A documentary genealogical study of Pope Leo XIV's family by Henry Louis Gates in collaboration with the American Ancestors genealogy society and the Cuban Genealogy Club of Miami was published in The New York Times in June 2025. Looking at both his maternal and paternal ancestors, the study "so far identified, 40 are from France, 24 are from Italy and 21 are from Spain." [1] It was able to trace his father's side to Italy and France, and his mother's side to Spain and France. His paternal heritage comes from relatively recent immigration to Illinois in the United States from Italy and France. Several of his French ancestors on his maternal side came through French Canada (Quebec), and several of his Spanish ancestors through Havana, Cuba. Over generations, some of them made their way to French Louisiana, Spanish Louisiana or the state of Louisiana (see Louisiana Creole). In Louisiana, at least seventeen of his maternal ancestors are described in documents as having some measure of black African heritage (creoles of color), using such terms as mulatto, mulatress, mulâtress créole, free person of color, and quadroon. The pope's maternal grandparents migrated to Illinois from Louisiana in the early 1900s. [1]
Leo XIV's father, Louis Marius Prevost (born Louis Lanti Omarius Prevost; July 28, 1920 – November 8, 1997), was born in Chicago. [7] He was raised at 5465 S. Ellis Avenue in the Hyde Park neighborhood on the city's South Side. [8] He graduated from Woodrow Wilson Junior College in June 1940. [9] Louis Prevost served in the United States Navy during World War II, commanding an infantry landing craft in the Normandy landings and later participated in Operation Dragoon in southern France. By the end of his 15-month deployment, he achieved the rank of lieutenant, junior grade. [7] He received a Master of Arts degree from DePaul University in 1949. [9] He later became superintendent of Brookwood School District 167 in Glenwood, Illinois. [10] [11] He was also a catechist. [7] In 1949, he purchased a house at 212 East 141st Place in Dolton, Illinois, where he raised his three children. [12] In 1964, he was serving as a reader and commentator at the transitional vernacular Mass after Vatican II. [13] He died in Homewood on November 8, 1997, and was buried at Assumption Cemetery in Glenwood. [10]
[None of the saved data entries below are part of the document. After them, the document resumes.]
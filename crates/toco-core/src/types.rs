//! Core type aliases for TO-Core tensors.
//!
//! - [`Axis`] and [`Rank`] name the two ways an axis count is used
//! - [`Shape`] holds per-axis extents
//! - [`JumpTable`] holds the per-axis flat-buffer strides derived from a shape
//!
//! # Examples
//!
//! ```
//! use toco_core::{JumpTable, Shape, Tensor};
//!
//! let tensor = Tensor::<f64>::zeros(&[2, 3, 4]).unwrap();
//! let shape: Shape = tensor.shape_vec();
//! let jumps: JumpTable = tensor.jump_table().unwrap();
//!
//! assert_eq!(&shape[..], &[2, 3, 4]);
//! assert_eq!(&jumps[..], &[12, 4, 1]);
//! ```

use crate::error::{TensorError, TensorResult};
use smallvec::SmallVec;

/// Zero-indexed axis of a tensor.
pub type Axis = usize;

/// Number of axes of a tensor.
pub type Rank = usize;

/// Shape type using SmallVec to avoid heap allocation for common cases.
///
/// Inline up to 6 axes, which covers the convolution workloads this crate targets.
pub type Shape = SmallVec<[usize; 6]>;

/// Per-axis strides: `jump[i]` elements must be skipped in the flat buffer to
/// advance index `i` by one.
///
/// `jump[rank - 1] == 1` and `jump[i] == jump[i + 1] * shape[i + 1]`.
pub type JumpTable = SmallVec<[usize; 6]>;

/// Build the jump table for a row-major shape.
///
/// Returns an empty table for an empty shape; callers validate rank first.
pub(crate) fn jumps_for(shape: &[usize]) -> TensorResult<JumpTable> {
    let mut jumps = JumpTable::new();
    jumps
        .try_reserve_exact(shape.len())
        .map_err(|_| TensorError::allocation_failure(shape.len()))?;
    jumps.resize(shape.len(), 1);
    for axis in (0..shape.len().saturating_sub(1)).rev() {
        jumps[axis] = jumps[axis + 1] * shape[axis + 1];
    }
    Ok(jumps)
}
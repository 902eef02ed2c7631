//! Trait implementations for `Tensor`
//!
//! - `Index` / `IndexMut` by multi-index, panicking on an invalid index like slice indexing
//! - `Debug` for compact field dumps
//! - `Display` for the diagnostic layout: a metadata header followed by the
//!   elements in nested brackets

use super::types::Tensor;
use crate::element::Element;
use crate::types::jumps_for;
use std::fmt;

impl<T: Element> std::ops::Index<&[usize]> for Tensor<T> {
    type Output = T;

    fn index(&self, index: &[usize]) -> &Self::Output {
        match self.element_index(index) {
            Ok(flat) => &self.data[flat],
            Err(e) => panic!("{}", e),
        }
    }
}

impl<T: Element> std::ops::IndexMut<&[usize]> for Tensor<T> {
    fn index_mut(&mut self, index: &[usize]) -> &mut Self::Output {
        match self.element_index(index) {
            Ok(flat) => &mut self.data[flat],
            Err(e) => panic!("{}", e),
        }
    }
}

impl<T: fmt::Debug> fmt::Debug for Tensor<T> {
    fn fmt(&self, f: &mut fmt::Formatter<'_>) -> fmt::Result {
        f.debug_struct("Tensor")
            .field("shape", &self.shape)
            .field("data", &self.data)
            .finish()
    }
}

fn write_nested<T: Element>(
    f: &mut fmt::Formatter<'_>,
    tensor: &Tensor<T>,
    jumps: &[usize],
    axis: usize,
    offset: usize,
) -> fmt::Result {
    let extent = tensor.shape[axis];
    f.write_str("[")?;
    for i in 0..extent {
        if i > 0 {
            f.write_str(", ")?;
        }
        let position = offset + i * jumps[axis];
        if axis + 1 == tensor.shape.len() {
            fmt::Display::fmt(&tensor.data[position], f)?;
        } else {
            write_nested(f, tensor, jumps, axis + 1, position)?;
        }
    }
    f.write_str("]")
}

/// Diagnostic rendering
///
/// # Examples
///
/// ```
/// use toco_core::Tensor;
///
/// let tensor = Tensor::from_vec(vec![1, 2, 3, 4, 5, 6], &[2, 3]).unwrap();
/// let text = tensor.to_string();
/// assert!(text.contains("Shape: [2, 3]"));
/// assert!(text.ends_with("[[1, 2, 3], [4, 5, 6]]"));
/// ```
impl<T: Element> fmt::Display for Tensor<T> {
    fn fmt(&self, f: &mut fmt::Formatter<'_>) -> fmt::Result {
        let jumps = jumps_for(&self.shape).map_err(|_| fmt::Error)?;
        writeln!(f, "Tensor<{}>", T::KIND)?;
        writeln!(f, " > Dimensions: {}", self.rank())?;
        writeln!(f, " > Elements: {}", self.len())?;
        writeln!(f, " > Shape: {:?}", self.shape())?;
        write_nested(f, self, &jumps, 0, 0)
    }
}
Leo XIV's paternal grandparents were John Riggitano Prevost (born Salvatore Giovanni Gaetano Riggitano, June 24, 1876 – May 22, 1960), a Sicilian immigrant from Milazzo near Messina; [14] and Suzanne Louise Marie Fontaine (February 2, 1894 – October 10, 1979), a French immigrant who was born in Le Havre, Normandy. [15] [16] Riggitano was born on June 24, 1876, to Santi and Maria ( née Alioto), [14] [17] emigrated to the United States in 1903 during the first Italian diaspora, [18] and settled in Illinois, where he worked as a teacher of music and language. [14] Fontaine was born in 1894 to Jeanne-Eugénie ( née Prévost) [14] and Ernest-Auguste Fontaine. The latter was born on September 17, 1857 in Saint-Pierre-sur-Dives, Normandy region. [19] [16]
Riggitano and Fontaine were in a relationship by March 1917, when they were arrested for "unbecoming conduct" following a report from Riggitano's estranged wife, Daisy F. Hughes (August 8, 1875 – June 25, 1939); the affair was covered in local newspapers at the time. [14] Fontaine gave birth to her and Riggitano's first son, John Centi—the uncle of Leo XIV—on July 23, 1917, and to Leo XIV's father, Louis, in 1920. The couple gave both boys the surname "Prevost" at birth and adopted it themselves; it had been Fontaine's mother's maiden name. Riggitano also changed his first name to "John". The couple were still together when Riggitano, now John Prevost, died in 1960. [14] Suzanne Prevost died in a Detroit hospital on October 10, 1979, at the age of 83. [19] [14] Her death notice recorded that she was a member of the Third Order of Carmelites, a Roman Catholic religious order of laypeople. [14] The couple are buried at the Holy Sepulchre Cemetery in Alsip.
Leo XIV's mother, Mildred Agnes ( née Martínez; December 30, 1911 [b] – June 18, 1990), [20] [21] was born in Chicago to a Louisiana Creole family that had moved from the 7th Ward of New Orleans. [21] After attending Immaculata High School on the North Side of Chicago, [22] she graduated from DePaul University with a bachelor's degree in library science in 1947. [23] She earned a master's degree in education in 1949. [9] She married Louis Prevost, who was eight years younger than her, in her mid-30s. The couple had three sons: Louis, John, and Robert. [22] She was an accomplished singer and performer, having her own recording of the Ave Maria , [22] and competed in the 1941 Chicagoland Music Festival. [9] She worked as an educator and librarian at Von Steuben High School and for Holy Name Cathedral. She was the librarian at Mendel Catholic High School in Roseland, Chicago in the 1970s, and her son, now Leo XIV, later worked there, as well. [24]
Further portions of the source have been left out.